I don't know about you, but I found this article about Bill Nye collapsing during a presentation at the University of Southern California a little disturbing. Bill passes out and the only action by his audience is to tweet about it? Sounds to me like he was lecturing to a bunch of twits. If I were in the audience, I know posting something about it would be the last thing on my mind. The first thing I would want to do is find out if he was OK and call for help. What would you do if you were in this situation? Do you want to be making news or reporting news? If the behavior of these students doesn't change the last thing you may hear is, "You're choking? I'll give you the Heimlich just as soon as I finish this tweet."
Wednesday, April 07, 2010
Has the future arrived yet?
I was reading an article in today's Chicago Tribune about two scientists who developed a roach motel type of compound for capturing and trapping nuclear waste. They developed a sulfide that traps cesium ions allowing for safe removal of radioactive cesium. Neat stuff. According to the article this new compound still needs further development as it currently uses gallium, a very expensive metallic element, but they think they can have a workable product in three or four years. This made me start thinking. What happened to all of those great scientific breakthroughs we've read about through the years that were supposed to change the world as we know it?

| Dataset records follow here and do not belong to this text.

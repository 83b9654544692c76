//! Built-in palettes and user color overrides

use ratatui::style::Color;
use showcase_core::config::{ThemeColorOverrides, ThemeConfig};

use crate::theme::Theme;

/// Names accepted by `ui.theme.name`
pub const AVAILABLE_THEMES: [&str; 5] =
    ["gruvbox-dark", "nord", "dracula", "one-dark", "monokai"];

/// Parse a hex color string into a ratatui Color
/// Accepts formats: "#RRGGBB", "RRGGBB", "#RGB", "RGB"
pub fn parse_hex_color(hex: &str) -> Option<Color> {
    let hex = hex.trim().trim_start_matches('#');
    if !hex.chars().all(|c| c.is_ascii_hexdigit()) {
        return None;
    }
    let channel = |s: &str| u8::from_str_radix(s, 16).ok();

    match hex.len() {
        3 => Some(Color::Rgb(
            channel(&hex[0..1])? * 17,
            channel(&hex[1..2])? * 17,
            channel(&hex[2..3])? * 17,
        )),
        6 => Some(Color::Rgb(
            channel(&hex[0..2])?,
            channel(&hex[2..4])?,
            channel(&hex[4..6])?,
        )),
        _ => None,
    }
}

/// Resolve the configured theme, falling back to gruvbox-dark
pub fn load_theme(config: &ThemeConfig) -> Theme {
    let base = match config.name.to_lowercase().as_str() {
        "gruvbox-dark" | "gruvbox" => Theme::default(),
        "nord" => nord(),
        "dracula" => dracula(),
        "one-dark" | "onedark" => one_dark(),
        "monokai" => monokai(),
        other => {
            tracing::warn!(
                "Unknown theme '{}', using gruvbox-dark (available: {})",
                other,
                AVAILABLE_THEMES.join(", ")
            );
            Theme::default()
        }
    };

    apply_overrides(base, &config.colors)
}

fn apply_overrides(mut theme: Theme, overrides: &ThemeColorOverrides) -> Theme {
    let slots: [(&Option<String>, &mut Color); 8] = [
        (&overrides.bg0, &mut theme.bg0),
        (&overrides.fg0, &mut theme.fg0),
        (&overrides.accent, &mut theme.accent),
        (&overrides.selection, &mut theme.selection),
        (&overrides.gradient_start, &mut theme.gradient_start),
        (&overrides.gradient_end, &mut theme.gradient_end),
        (&overrides.error, &mut theme.error),
        (&overrides.success, &mut theme.success),
    ];

    for (hex, slot) in slots {
        let Some(hex) = hex else { continue };
        match parse_hex_color(hex) {
            Some(color) => *slot = color,
            None => tracing::warn!("Ignoring invalid theme color '{}'", hex),
        }
    }
    theme
}

fn nord() -> Theme {
    Theme {
        bg0: Color::Rgb(0x2e, 0x34, 0x40),
        bg1: Color::Rgb(0x3b, 0x42, 0x52),
        bg2: Color::Rgb(0x43, 0x4c, 0x5e),
        bg3: Color::Rgb(0x4c, 0x56, 0x6a),
        fg0: Color::Rgb(0xec, 0xef, 0xf4),
        fg1: Color::Rgb(0xe5, 0xe9, 0xf0),
        grey0: Color::Rgb(0x4c, 0x56, 0x6a),
        grey1: Color::Rgb(0x61, 0x6e, 0x88),
        grey2: Color::Rgb(0xd8, 0xde, 0xe9),
        red: Color::Rgb(0xbf, 0x61, 0x6a),
        orange: Color::Rgb(0xd0, 0x87, 0x70),
        yellow: Color::Rgb(0xeb, 0xcb, 0x8b),
        green: Color::Rgb(0xa3, 0xbe, 0x8c),
        aqua: Color::Rgb(0x8f, 0xbc, 0xbb),
        blue: Color::Rgb(0x88, 0xc0, 0xd0),
        purple: Color::Rgb(0xb4, 0x8e, 0xad),
        selection: Color::Rgb(0x43, 0x4c, 0x5e),
        backdrop: Color::Rgb(0x1c, 0x20, 0x28),
        gradient_start: Color::Rgb(0x88, 0xc0, 0xd0),
        gradient_end: Color::Rgb(0xb4, 0x8e, 0xad),
        error: Color::Rgb(0xbf, 0x61, 0x6a),
        success: Color::Rgb(0xa3, 0xbe, 0x8c),
        warning: Color::Rgb(0xd0, 0x87, 0x70),
        info: Color::Rgb(0x88, 0xc0, 0xd0),
        accent: Color::Rgb(0x8f, 0xbc, 0xbb),
    }
}

fn dracula() -> Theme {
    Theme {
        bg0: Color::Rgb(0x28, 0x2a, 0x36),
        bg1: Color::Rgb(0x21, 0x22, 0x2c),
        bg2: Color::Rgb(0x44, 0x47, 0x5a),
        bg3: Color::Rgb(0x62, 0x72, 0xa4),
        fg0: Color::Rgb(0xf8, 0xf8, 0xf2),
        fg1: Color::Rgb(0xe9, 0xe9, 0xea),
        grey0: Color::Rgb(0x62, 0x72, 0xa4),
        grey1: Color::Rgb(0x5a, 0x5c, 0x6d),
        grey2: Color::Rgb(0x7a, 0x7c, 0x8d),
        red: Color::Rgb(0xff, 0x55, 0x55),
        orange: Color::Rgb(0xff, 0xb8, 0x6c),
        yellow: Color::Rgb(0xf1, 0xfa, 0x8c),
        green: Color::Rgb(0x50, 0xfa, 0x7b),
        aqua: Color::Rgb(0x8b, 0xe9, 0xfd),
        blue: Color::Rgb(0xbd, 0x93, 0xf9),
        purple: Color::Rgb(0xff, 0x79, 0xc6),
        selection: Color::Rgb(0x44, 0x47, 0x5a),
        backdrop: Color::Rgb(0x16, 0x17, 0x1e),
        gradient_start: Color::Rgb(0xbd, 0x93, 0xf9),
        gradient_end: Color::Rgb(0xff, 0x79, 0xc6),
        error: Color::Rgb(0xff, 0x55, 0x55),
        success: Color::Rgb(0x50, 0xfa, 0x7b),
        warning: Color::Rgb(0xff, 0xb8, 0x6c),
        info: Color::Rgb(0x8b, 0xe9, 0xfd),
        accent: Color::Rgb(0xbd, 0x93, 0xf9),
    }
}

fn one_dark() -> Theme {
    Theme {
        bg0: Color::Rgb(0x28, 0x2c, 0x34),
        bg1: Color::Rgb(0x21, 0x25, 0x2b),
        bg2: Color::Rgb(0x3e, 0x44, 0x51),
        bg3: Color::Rgb(0x4b, 0x52, 0x63),
        fg0: Color::Rgb(0xab, 0xb2, 0xbf),
        fg1: Color::Rgb(0xc8, 0xcc, 0xd4),
        grey0: Color::Rgb(0x5c, 0x63, 0x70),
        grey1: Color::Rgb(0x4b, 0x52, 0x63),
        grey2: Color::Rgb(0x7f, 0x84, 0x8e),
        red: Color::Rgb(0xe0, 0x6c, 0x75),
        orange: Color::Rgb(0xd1, 0x9a, 0x66),
        yellow: Color::Rgb(0xe5, 0xc0, 0x7b),
        green: Color::Rgb(0x98, 0xc3, 0x79),
        aqua: Color::Rgb(0x56, 0xb6, 0xc2),
        blue: Color::Rgb(0x61, 0xaf, 0xef),
        purple: Color::Rgb(0xc6, 0x78, 0xdd),
        selection: Color::Rgb(0x3e, 0x44, 0x51),
        backdrop: Color::Rgb(0x18, 0x1a, 0x1f),
        gradient_start: Color::Rgb(0x61, 0xaf, 0xef),
        gradient_end: Color::Rgb(0xc6, 0x78, 0xdd),
        error: Color::Rgb(0xe0, 0x6c, 0x75),
        success: Color::Rgb(0x98, 0xc3, 0x79),
        warning: Color::Rgb(0xd1, 0x9a, 0x66),
        info: Color::Rgb(0x61, 0xaf, 0xef),
        accent: Color::Rgb(0x56, 0xb6, 0xc2),
    }
}

fn monokai() -> Theme {
    Theme {
        bg0: Color::Rgb(0x27, 0x28, 0x22),
        bg1: Color::Rgb(0x3e, 0x3d, 0x32),
        bg2: Color::Rgb(0x49, 0x48, 0x3e),
        bg3: Color::Rgb(0x75, 0x71, 0x5e),
        fg0: Color::Rgb(0xf8, 0xf8, 0xf2),
        fg1: Color::Rgb(0xd0, 0xd0, 0xc0),
        grey0: Color::Rgb(0x75, 0x71, 0x5e),
        grey1: Color::Rgb(0x5f, 0x5c, 0x4d),
        grey2: Color::Rgb(0x90, 0x8c, 0x77),
        red: Color::Rgb(0xf9, 0x26, 0x72),
        orange: Color::Rgb(0xfd, 0x97, 0x1f),
        yellow: Color::Rgb(0xe6, 0xdb, 0x74),
        green: Color::Rgb(0xa6, 0xe2, 0x2e),
        aqua: Color::Rgb(0x66, 0xd9, 0xef),
        blue: Color::Rgb(0x66, 0xd9, 0xef),
        purple: Color::Rgb(0xae, 0x81, 0xff),
        selection: Color::Rgb(0x3e, 0x3d, 0x32),
        backdrop: Color::Rgb(0x17, 0x18, 0x13),
        gradient_start: Color::Rgb(0x66, 0xd9, 0xef),
        gradient_end: Color::Rgb(0xf9, 0x26, 0x72),
        error: Color::Rgb(0xf9, 0x26, 0x72),
        success: Color::Rgb(0xa6, 0xe2, 0x2e),
        warning: Color::Rgb(0xfd, 0x97, 0x1f),
        info: Color::Rgb(0x66, 0xd9, 0xef),
        accent: Color::Rgb(0xae, 0x81, 0xff),
    }
}

#[cfg(test)]
mod tests {
    use super::*;

    #[test]
    fn test_parse_hex_color() {
        assert_eq!(parse_hex_color("#ff5500"), Some(Color::Rgb(255, 85, 0)));
        assert_eq!(parse_hex_color("#f50"), Some(Color::Rgb(255, 85, 0)));
        assert_eq!(parse_hex_color("ff5500"), Some(Color::Rgb(255, 85, 0)));
        assert!(parse_hex_color("invalid").is_none());
        assert!(parse_hex_color("#gg0000").is_none());
    }

    #[test]
    fn test_parse_hex_color_rejects_multibyte() {
        assert!(parse_hex_color("#é1").is_none());
        assert!(parse_hex_color("ab€").is_none());
        assert!(parse_hex_color("+f+f+f").is_none());

        let config = ThemeConfig {
            colors: ThemeColorOverrides {
                accent: Some("#é1".to_string()),
                ..Default::default()
            },
            ..Default::default()
        };
        assert_eq!(load_theme(&config).accent, Theme::default().accent);
    }

    #[test]
    fn test_load_theme_default_and_unknown() {
        let theme = load_theme(&ThemeConfig::default());
        assert_eq!(theme.bg0, Color::Rgb(0x28, 0x28, 0x28));

        let config = ThemeConfig {
            name: "vaporwave".to_string(),
            ..Default::default()
        };
        assert_eq!(load_theme(&config).bg0, Theme::default().bg0);
    }

    #[test]
    fn test_every_listed_theme_loads() {
        for name in AVAILABLE_THEMES {
            let config = ThemeConfig {
                name: name.to_string(),
                ..Default::default()
            };
            // Fades need RGB endpoints
            assert!(matches!(load_theme(&config).bg0, Color::Rgb(..)), "{}", name);
        }
    }

    #[test]
    fn test_overrides_apply() {
        let config = ThemeConfig {
            name: "nord".to_string(),
            colors: ThemeColorOverrides {
                accent: Some("#ff0000".to_string()),
                error: Some("nope".to_string()),
                ..Default::default()
            },
        };
        let theme = load_theme(&config);
        assert_eq!(theme.accent, Color::Rgb(255, 0, 0));
        assert_eq!(theme.error, nord().error);
    }
}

When I was in high school, the big scientific breakthrough of the time was superconductors. Everyone was playing around with these ceramic disks that became superconductive when placed in liquid nitrogen. You could then place a small magnet above the disk and it would float above the disk regardless of which pole was facing the superconductor. If you gave the magnet a little spin, it would spin almost indefinitely, or at least until the liquid nitrogen dissipated allowing the ceramic disk to heat up and loose its superconductive properties.
At that time the scientific community was a buzz with the future of superconductors and the promise of room temperature superconductors that would change the world as we know it. There was talk about how this breakthrough would revolutionize power transmission, allow for supper powerful computers, make electric cars a reality, and popularize maglev trains; and all this technology was only five to ten years away. Well, here it is, twenty years later and none of those things are a reality. The only places I hear about superconductors are in MRI machines and super colliders such as the ones at CERN and Fermilab.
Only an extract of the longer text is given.